▶ DATA SUPPLIED

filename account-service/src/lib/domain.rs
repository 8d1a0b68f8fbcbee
pub mod user;
pub mod config;
pub mod domain;
pub mod inbound;
pub mod outbound;

pub use domain::user;
pub use outbound::repositories;
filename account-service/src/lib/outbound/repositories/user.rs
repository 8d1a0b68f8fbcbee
use async_trait::async_trait;
use chrono::DateTime;
use chrono::Utc;
use sqlx::FromRow;
use sqlx::PgPool;
use uuid::Uuid;

use crate::domain::user::models::AvatarColor;
use crate::domain::user::models::DisplayName;
use crate::domain::user::models::EmailAddress;
use crate::domain::user::models::User;
use crate::domain::user::models::UserId;
use crate::domain::user::ports::UserRepository;
use crate::user::errors::AccountError;

const EMAIL_UNIQUE_CONSTRAINT: &str = "users_email_key";

pub struct PostgresUserRepository {
    pool: PgPool,
}

impl PostgresUserRepository {
    pub fn new(pool: PgPool) -> Self {
        Self { pool }
    }
}

#[derive(Debug, FromRow)]
struct UserRow {
    id: Uuid,
    name: String,
    email: String,
    password_hash: String,
    avatar_color: String,
    active: bool,
    created_at: DateTime<Utc>,
}

impl TryFrom<UserRow> for User {
    type Error = AccountError;

    fn try_from(row: UserRow) -> Result<Self, Self::Error> {
        let corrupt = |e: crate::user::errors::ValidationError| {
            AccountError::DatabaseError(format!("Stored user {} is invalid: {}", row.id, e))
        };

        Ok(User {
            id: UserId(row.id),
            name: DisplayName::parse(Some(&row.name)).map_err(corrupt)?,
            email: EmailAddress::parse(Some(&row.email)).map_err(corrupt)?,
            password_hash: row.password_hash.clone(),
            avatar_color: AvatarColor::new(row.avatar_color.clone()).map_err(corrupt)?,
            active: row.active,
            created_at: row.created_at,
        })
    }
}

#[async_trait]
impl UserRepository for PostgresUserRepository {
    async fn find_by_email(&self, email: &EmailAddress) -> Result<Option<User>, AccountError> {
        let row = sqlx::query_as::<_, UserRow>(
            r#"
            SELECT id, name, email, password_hash, avatar_color, active, created_at
            FROM users
            WHERE email = $1
            "#,
        )
        .bind(email.as_str())
        .fetch_optional(&self.pool)
        .await
        .map_err(|e| AccountError::DatabaseError(e.to_string()))?;

        row.map(User::try_from).transpose()
    }

    async fn find_by_id(&self, id: &UserId) -> Result<Option<User>, AccountError> {
        let row = sqlx::query_as::<_, UserRow>(
            r#"
            SELECT id, name, email, password_hash, avatar_color, active, created_at
            FROM users
            WHERE id = $1
            "#,
        )
        .bind(id.0)
        .fetch_optional(&self.pool)
        .await
        .map_err(|e| AccountError::DatabaseError(e.to_string()))?;

        row.map(User::try_from).transpose()
    }

    async fn insert(&self, user: User) -> Result<User, AccountError> {
        sqlx::query(
            r#"
            INSERT INTO users (id, name, email, password_hash, avatar_color, active, created_at)
            VALUES ($1, $2, $3, $4, $5, $6, $7)
            "#,
        )
        .bind(user.id.0)
        .bind(user.name.as_str())
        .bind(user.email.as_str())
        .bind(&user.password_hash)
        .bind(user.avatar_color.as_str())
        .bind(user.active)
        .bind(user.created_at)
        .execute(&self.pool)
        .await
        .map_err(|e| {
            if let Some(db_err) = e.as_database_error() {
                if db_err.is_unique_violation()
                    && db_err.constraint() == Some(EMAIL_UNIQUE_CONSTRAINT)
                {
                    tracing::warn!(email = %user.email, "Unique email index rejected insert");
                    return AccountError::EmailAlreadyInUse;
                }
            }
            AccountError::DatabaseError(e.to_string())
        })?;

        Ok(user)
    }
}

▶ ACTION ITEM
Every line of the listing that includes "EmailAddress" must be shown.

▶ FINAL ANSWER
use crate::domain::user::models::EmailAddress;
            email: EmailAddress::parse(Some(&row.email)).map_err(corrupt)?,
    async fn find_by_email(&self, email: &EmailAddress) -> Result<Option<User>, AccountError> {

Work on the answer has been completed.